Lessons Learned From America’s Seaplane City
Some 10 years after Tavares, dubbed “America’s Seaplane City” created a seaplane base and rebranded itself there have been three hotels and nine restaurants added to its downtown area. Before that, Tavares a Central Florida city about 45 minutes north of Orlando, had 11 percent unemployment, an Irish pub and view of a Lake Dora in its downtown. Much has changed for the charming city and its making waves.
Tavares rejuvenated itself through accomplishing the feat of attracting seaplane pilots and their aircraft to the area. Jones Brothers Seaplanes operates a flight school and sightseeing business there, Progressive Aerodyne manufactures the SeaRey and thousands of tourists and visitors flock around the area to enjoy the sights and entertainment options.
What worked for Tavares could be the key for Fort Pierce and its concept to develop a seaplane base on its own downtown waterfront. There are five publicly owned seaplane bases in Florida – Tavares, Winter Haven, Palm Coast, St. Augustine and Miami.
Fort Pierce city pitched the idea to the City Commission in October, after touring Tavares seaplane base this summer. State open-meeting laws prohibit the City Commission from going together on a tour. It would cost at least $380,000 to build a base for four planes, a bit north of half a million to accommodate 6 seaplanes. The city would need to invest in a ramp and a loading zone for passengers on what now is the shuffleboard courts near the River Walk Center.

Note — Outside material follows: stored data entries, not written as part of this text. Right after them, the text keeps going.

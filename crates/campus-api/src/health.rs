//! Handlers for `/`, `/health` and `/health/{path_echo}`.
//!
//! These carry no domain state. The health payload reports the address the
//! server's host name resolved to at start-up, and echoes back the optional
//! `echo` query parameter and the path segment verbatim.

use std::{
  net::{IpAddr, Ipv4Addr},
  sync::Arc,
};

use axum::{
  Json, Router,
  extract::{Path, Query, State},
  routing::get,
};
use chrono::{SecondsFormat, Utc};
use serde::{Deserialize, Serialize};
use serde_json::{Value, json};

// ─── Host info ───────────────────────────────────────────────────────────────

/// Facts about the serving host, resolved once and shared by the handlers.
#[derive(Debug, Clone)]
pub struct HostInfo {
  pub ip_address: IpAddr,
}

impl HostInfo {
  /// Resolve this machine's host name to a network address, preferring IPv4.
  /// Falls back to loopback if the name cannot be resolved.
  pub async fn resolve() -> Self {
    let name = host_name();
    let ip_address = match tokio::net::lookup_host((name.as_str(), 0)).await {
      Ok(addrs) => {
        let addrs: Vec<IpAddr> = addrs.map(|a| a.ip()).collect();
        addrs
          .iter()
          .find(|ip| ip.is_ipv4())
          .or_else(|| addrs.first())
          .copied()
      }
      Err(e) => {
        tracing::warn!(host = %name, error = %e, "failed to resolve host name");
        None
      }
    };
    Self {
      ip_address: ip_address.unwrap_or(IpAddr::V4(Ipv4Addr::LOCALHOST)),
    }
  }
}

/// The machine's host name as reported by the OS, or `localhost` if empty.
fn host_name() -> String {
  let name = gethostname::gethostname();
  let name = name.to_string_lossy();
  let name = name.trim();
  if name.is_empty() {
    "localhost".to_string()
  } else {
    name.to_string()
  }
}

// ─── Health ──────────────────────────────────────────────────────────────────

/// Body returned by the health endpoints.
#[derive(Debug, Clone, Serialize, Deserialize)]
pub struct Health {
  pub status:         u16,
  pub status_message: String,
  /// RFC 3339 UTC instant, always `Z`-suffixed.
  pub timestamp:      String,
  pub ip_address:     IpAddr,
  pub echo:           Option<String>,
  pub path_echo:      Option<String>,
}

impl Health {
  pub fn ok(
    host: &HostInfo,
    echo: Option<String>,
    path_echo: Option<String>,
  ) -> Self {
    Self {
      status: 200,
      status_message: "OK".to_string(),
      timestamp: Utc::now().to_rfc3339_opts(SecondsFormat::Micros, true),
      ip_address: host.ip_address,
      echo,
      path_echo,
    }
  }
}

#[derive(Debug, Deserialize)]
pub struct EchoParams {
  pub echo: Option<String>,
}

/// `GET /health[?echo=...]`
pub async fn health(
  State(host): State<Arc<HostInfo>>,
  Query(params): Query<EchoParams>,
) -> Json<Health> {
  Json(Health::ok(&host, params.echo, None))
}

/// `GET /health/{path_echo}[?echo=...]`
pub async fn health_with_path(
  State(host): State<Arc<HostInfo>>,
  Path(path_echo): Path<String>,
  Query(params): Query<EchoParams>,
) -> Json<Health> {
  Json(Health::ok(&host, params.echo, Some(path_echo)))
}

// ─── Root ────────────────────────────────────────────────────────────────────

/// `GET /`
pub async fn root() -> Json<Value> {
  Json(json!({
    "message": "Welcome to the Person/Address/Course/Assignment API. \
                Collections: /persons, /addresses, /courses, /assignments."
  }))
}

/// Router for the informational endpoints.
pub fn meta_router(host: HostInfo) -> Router<()> {
  Router::new()
    .route("/", get(root))
    .route("/health", get(health))
    .route("/health/{path_echo}", get(health_with_path))
    .with_state(Arc::new(host))
}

Fort Pierce is realizing that having seaplanes in town increases economic development and brings more tourists into town. Visibility and exposure which would be highly beneficial and likely fairly profitable for the city. The Tavares Seaplane Base, which shares space with the city marina, had about 30,000 seaplane takeoffs and landings last year, City Administrator John Drury says.

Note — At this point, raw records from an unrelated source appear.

//! Address — a postal address, stored in its own collection.
//!
//! Address is the only resource whose create payload may carry an `id`; a
//! collision with a live address is reported as a conflict.

use serde::{Deserialize, Serialize};
use uuid::Uuid;

use crate::{
  Patch, Resource,
  resource::{eq, eq_opt},
};

#[derive(Debug, Clone, PartialEq, Eq, Serialize, Deserialize)]
pub struct Address {
  pub street:      String,
  pub city:        String,
  /// State, province, or region.
  #[serde(default)]
  pub state:       Option<String>,
  #[serde(default)]
  pub postal_code: Option<String>,
  pub country:     String,
}

/// JSON body accepted by `POST /addresses`.
#[derive(Debug, Clone, Deserialize)]
pub struct NewAddress {
  #[serde(default)]
  pub id:      Option<Uuid>,
  #[serde(flatten)]
  pub address: Address,
}

#[derive(Debug, Clone, Default, Deserialize)]
#[serde(default)]
pub struct AddressUpdate {
  pub street:      Patch<String>,
  pub city:        Patch<String>,
  pub state:       Patch<Option<String>>,
  pub postal_code: Patch<Option<String>>,
  pub country:     Patch<String>,
}

#[derive(Debug, Clone, Default, Deserialize)]
pub struct AddressFilter {
  pub street:      Option<String>,
  pub city:        Option<String>,
  pub state:       Option<String>,
  pub postal_code: Option<String>,
  pub country:     Option<String>,
}

impl Resource for Address {
  const NAME: &'static str = "Address";
  const COLLECTION: &'static str = "addresses";

  type Create = NewAddress;
  type Update = AddressUpdate;
  type Filter = AddressFilter;

  fn requested_id(input: &NewAddress) -> Option<Uuid> { input.id }

  fn from_create(input: NewAddress) -> Self { input.address }

  fn apply(&mut self, u: AddressUpdate) {
    u.street.apply_to(&mut self.street);
    u.city.apply_to(&mut self.city);
    u.state.apply_to(&mut self.state);
    u.postal_code.apply_to(&mut self.postal_code);
    u.country.apply_to(&mut self.country);
  }

  fn matches(&self, f: &AddressFilter) -> bool {
    eq(f.street.as_deref(), self.street.as_str())
      && eq(f.city.as_deref(), self.city.as_str())
      && eq_opt(f.state.as_deref(), self.state.as_deref())
      && eq_opt(f.postal_code.as_deref(), self.postal_code.as_deref())
      && eq(f.country.as_deref(), self.country.as_str())
  }
}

Before Fort Pierce now starts to design a seaplane base, it first must decide what planes it wants to attract. Next, the Fort Pierce shoreline must be cleared of obstructions, including power lines. Fort Pierce’s location would look enticing for a seaplane pilot to swoop in for lunch or a quick dinner, and a seaplane school could use the ramp for its students to practice, city officials think.

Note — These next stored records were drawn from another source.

#![allow(dead_code)]

use std::sync::atomic::{AtomicBool, Ordering};
use std::sync::{Arc, Mutex};
use std::time::{Duration, Instant};

use anyhow::{Context, Result};
use async_trait::async_trait;
use axum::{extract::State, routing::post, Json, Router};
use reqwest::{header, Response, StatusCode};
use serde_json::{json, Value};
use tokio::net::TcpListener;
use uuid::Uuid;

use storefront_api::config::AppConfig;
use storefront_api::database::models::{
    Category, NewCustomer, NewSeller, NewStore, Order, OrderStatus, Product, ProductQuery,
    SellerProfile, SellerUser, Store, StoreCustomer,
};
use storefront_api::database::{DatabaseError, Gateway, MemoryGateway};
use storefront_api::server;
use storefront_api::services::CompletionClient;
use storefront_api::AppState;

/// Reply the fake completion service gives to every request
pub const ORACLE_REPLY: &str = "Happy to help! Our mugs are very popular.";

/// One isolated server per test: fresh in-memory store, fake completion service
pub struct TestServer {
    pub port: u16,
    pub base_url: String,
    pub gateway: Arc<MemoryGateway>,
    pub faults: Arc<Faults>,
    pub oracle: Arc<FakeOracle>,
    pub client: reqwest::Client,
}

impl TestServer {
    async fn start() -> Result<Self> {
        let oracle = Arc::new(FakeOracle::default());
        let oracle_url = spawn_oracle(oracle.clone()).await?;

        // Pick an unused port for isolation
        let port = portpicker::pick_unused_port().context("failed to pick free port")?;
        let base_url = format!("http://127.0.0.1:{}", port);

        let mut config = AppConfig::development();
        config.server.host = "127.0.0.1".to_string();
        config.server.port = port;
        config.security.jwt_secret = "integration-test-secret".to_string();
        config.ai.base_url = oracle_url;

        let gateway = Arc::new(MemoryGateway::new());
        let faults = Arc::new(Faults::default());
        let chat = CompletionClient::from_config(&config.ai)?;
        let dyn_gateway: Arc<dyn Gateway> = Arc::new(FaultyGateway {
            inner: gateway.clone(),
            faults: faults.clone(),
        });
        let state = AppState::new(config, dyn_gateway, chat);

        tokio::spawn(async move {
            if let Err(e) = server::serve(state).await {
                eprintln!("test server stopped: {e}");
            }
        });

        let server = Self {
            port,
            base_url,
            gateway,
            faults,
            oracle,
            client: reqwest::Client::new(),
        };
        server.wait_ready(Duration::from_secs(10)).await?;
        Ok(server)
    }

    async fn wait_ready(&self, timeout: Duration) -> Result<()> {
        let deadline = Instant::now() + timeout;
        loop {
            if Instant::now() > deadline {
                break;
            }
            let url = format!("{}/health", self.base_url);
            if let Ok(resp) = self.client.get(&url).send().await {
                if resp.status() == StatusCode::OK {
                    return Ok(());
                }
            }
            tokio::time::sleep(Duration::from_millis(50)).await;
        }
        anyhow::bail!("server did not become ready on {} within {:?}", self.base_url, timeout)
    }

    pub fn url(&self, path: &str) -> String {
        format!("{}{}", self.base_url, path)
    }

    pub async fn get(&self, path: &str) -> Result<Response> {
        Ok(self.client.get(self.url(path)).send().await?)
    }

    pub async fn get_with_cookie(&self, path: &str, cookie: &str) -> Result<Response> {
        Ok(self
            .client
            .get(self.url(path))
            .header(header::COOKIE, cookie)
            .send()
            .await?)
    }

    pub async fn post(&self, path: &str, body: Value) -> Result<Response> {
        Ok(self.client.post(self.url(path)).json(&body).send().await?)
    }

    /// Register a seller; returns the response body's `data` and the `seller_token` cookie
    pub async fn register_seller(&self, email: &str, store_name: &str) -> Result<(Value, String)> {
        let res = self
            .post(
                "/api/auth/register",
                json!({
                    "email": email,
                    "password": "password123",
                    "firstName": "Ada",
                    "storeName": store_name
                }),
            )
            .await?;
        anyhow::ensure!(res.status() == StatusCode::CREATED, "register failed: {}", res.status());
        let cookie = session_cookie(&res).context("register did not set a cookie")?;
        let body: Value = res.json().await?;
        Ok((body["data"].clone(), cookie))
    }

    /// Register a customer of `store_slug`; returns `data` and the `store_token` cookie
    pub async fn register_customer(&self, store_slug: &str, email: &str) -> Result<(Value, String)> {
        let res = self
            .post(
                "/api/auth/store-register",
                json!({
                    "storeSlug": store_slug,
                    "email": email,
                    "password": "password123",
                    "firstName": "Sam",
                    "lastName": "Shopper"
                }),
            )
            .await?;
        anyhow::ensure!(res.status() == StatusCode::CREATED, "store-register failed: {}", res.status());
        let cookie = session_cookie(&res).context("store-register did not set a cookie")?;
        let body: Value = res.json().await?;
        Ok((body["data"].clone(), cookie))
    }

    pub async fn store(&self, slug: &str) -> Result<Store> {
        self.gateway
            .find_store_by_slug(slug)
            .await?
            .with_context(|| format!("store {slug} missing"))
    }
}

pub async fn start_server() -> Result<TestServer> {
    TestServer::start().await
}

/// `name=value` of the first `Set-Cookie` header, ready for a `Cookie` header
pub fn session_cookie(res: &Response) -> Option<String> {
    let raw = res.headers().get(header::SET_COOKIE)?.to_str().ok()?;
    raw.split(';').next().map(|pair| pair.trim().to_string())
}

/// Raw `Set-Cookie` header value
pub fn set_cookie_header(res: &Response) -> Option<String> {
    Some(res.headers().get(header::SET_COOKIE)?.to_str().ok()?.to_string())
}

/// True when any object key anywhere in `value` is `key`
pub fn contains_key(value: &Value, key: &str) -> bool {
    match value {
        Value::Object(map) => map.iter().any(|(k, v)| k == key || contains_key(v, key)),
        Value::Array(items) => items.iter().any(|v| contains_key(v, key)),
        _ => false,
    }
}

/// Failure switches consulted by the server's gateway before delegating
#[derive(Default)]
pub struct Faults {
    pub order_updates: AtomicBool,
}

impl Faults {
    pub fn fail_order_updates(&self) {
        self.order_updates.store(true, Ordering::SeqCst);
    }
}

/// The in-memory gateway, with switchable failures
struct FaultyGateway {
    inner: Arc<MemoryGateway>,
    faults: Arc<Faults>,
}

#[async_trait]
impl Gateway for FaultyGateway {
    async fn health_check(&self) -> Result<(), DatabaseError> {
        self.inner.health_check().await
    }

    async fn find_user_by_id(&self, id: Uuid) -> Result<Option<SellerUser>, DatabaseError> {
        self.inner.find_user_by_id(id).await
    }

    async fn find_user_by_email(&self, email: &str) -> Result<Option<SellerUser>, DatabaseError> {
        self.inner.find_user_by_email(email).await
    }

    async fn create_seller(&self, seller: NewSeller) -> Result<(SellerUser, SellerProfile), DatabaseError> {
        self.inner.create_seller(seller).await
    }

    async fn find_profile_by_user(&self, user_id: Uuid) -> Result<Option<SellerProfile>, DatabaseError> {
        self.inner.find_profile_by_user(user_id).await
    }

    async fn stores_for_seller(&self, seller_id: Uuid) -> Result<Vec<Store>, DatabaseError> {
        self.inner.stores_for_seller(seller_id).await
    }

    async fn slug_exists(&self, slug: &str) -> Result<bool, DatabaseError> {
        self.inner.slug_exists(slug).await
    }

    async fn create_store(&self, store: NewStore) -> Result<Store, DatabaseError> {
        self.inner.create_store(store).await
    }

    async fn find_store_by_id(&self, id: Uuid) -> Result<Option<Store>, DatabaseError> {
        self.inner.find_store_by_id(id).await
    }

    async fn find_store_by_slug(&self, slug: &str) -> Result<Option<Store>, DatabaseError> {
        self.inner.find_store_by_slug(slug).await
    }

    async fn find_store_by_domain(&self, domain: &str) -> Result<Option<Store>, DatabaseError> {
        self.inner.find_store_by_domain(domain).await
    }

    async fn find_customer_by_id(&self, id: Uuid) -> Result<Option<StoreCustomer>, DatabaseError> {
        self.inner.find_customer_by_id(id).await
    }

    async fn find_customer_by_email(
        &self,
        store_id: Uuid,
        email: &str,
    ) -> Result<Option<StoreCustomer>, DatabaseError> {
        self.inner.find_customer_by_email(store_id, email).await
    }

    async fn create_customer(&self, customer: NewCustomer) -> Result<StoreCustomer, DatabaseError> {
        self.inner.create_customer(customer).await
    }

    async fn list_products(&self, store_id: Uuid, query: &ProductQuery) -> Result<Vec<Product>, DatabaseError> {
        self.inner.list_products(store_id, query).await
    }

    async fn list_categories(&self, store_id: Uuid) -> Result<Vec<Category>, DatabaseError> {
        self.inner.list_categories(store_id).await
    }

    async fn find_order(&self, id: Uuid) -> Result<Option<Order>, DatabaseError> {
        self.inner.find_order(id).await
    }

    async fn update_order_status(&self, id: Uuid, status: OrderStatus) -> Result<Order, DatabaseError> {
        if self.faults.order_updates.load(Ordering::SeqCst) {
            return Err(DatabaseError::Sqlx(sqlx::Error::PoolTimedOut));
        }
        self.inner.update_order_status(id, status).await
    }

    async fn list_customer_orders(
        &self,
        store_id: Uuid,
        customer_id: Uuid,
    ) -> Result<Vec<Order>, DatabaseError> {
        self.inner.list_customer_orders(store_id, customer_id).await
    }
}

/// Fake completion service: records request bodies, replies with
/// [`ORACLE_REPLY`] or, once switched, with no choices at all
#[derive(Default)]
pub struct FakeOracle {
    requests: Mutex<Vec<Value>>,
    empty: AtomicBool,
}

impl FakeOracle {
    pub fn reply_empty(&self) {
        self.empty.store(true, Ordering::SeqCst);
    }

    pub fn last_request(&self) -> Option<Value> {
        self.requests.lock().ok()?.last().cloned()
    }
}

/// Minimal OpenAI-compatible completion endpoint
async fn spawn_oracle(oracle: Arc<FakeOracle>) -> Result<String> {
    async fn complete(State(oracle): State<Arc<FakeOracle>>, Json(body): Json<Value>) -> Json<Value> {
        if let Ok(mut requests) = oracle.requests.lock() {
            requests.push(body);
        }
        if oracle.empty.load(Ordering::SeqCst) {
            return Json(json!({ "id": "chatcmpl-test", "object": "chat.completion", "choices": [] }));
        }
        Json(json!({
            "id": "chatcmpl-test",
            "object": "chat.completion",
            "choices": [{
                "index": 0,
                "message": { "role": "assistant", "content": ORACLE_REPLY },
                "finish_reason": "stop"
            }]
        }))
    }

    let listener = TcpListener::bind("127.0.0.1:0").await?;
    let addr = listener.local_addr()?;
    let app = Router::new()
        .route("/v1/chat/completions", post(complete))
        .with_state(oracle);
    tokio::spawn(async move {
        let _ = axum::serve(listener, app).await;
    });

    Ok(format!("http://{}/v1/", addr))
}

Tavares is quite a success story, seaplanes and boats work in near perfect unison many of the environmental concerns so often brought in opposition of seaplane operations are simply not materializing. Investing in seaplanes requires to put money on the table. Tavares borrowed $8 million to build new facilities at the city marina.
Tavares sports 60 slips for planes, two fuel stations — one on land and a floating station in the lake — an airport terminal building and a pavilion for weddings and corporate retreats. “Invest in yourselves and then others will invest in you,” Drury of Tavares, says. Opportunity is knocking for other towns, not only in the U.S. to take a close look at Tavares – America’s Seaplane City – and come up with ways to bring this special flair to their town. The money and business will follow!
The Seaplane Pilots Association in Florida was quite involved in the creation and realization of the Tavares story, but could not be reached for comment.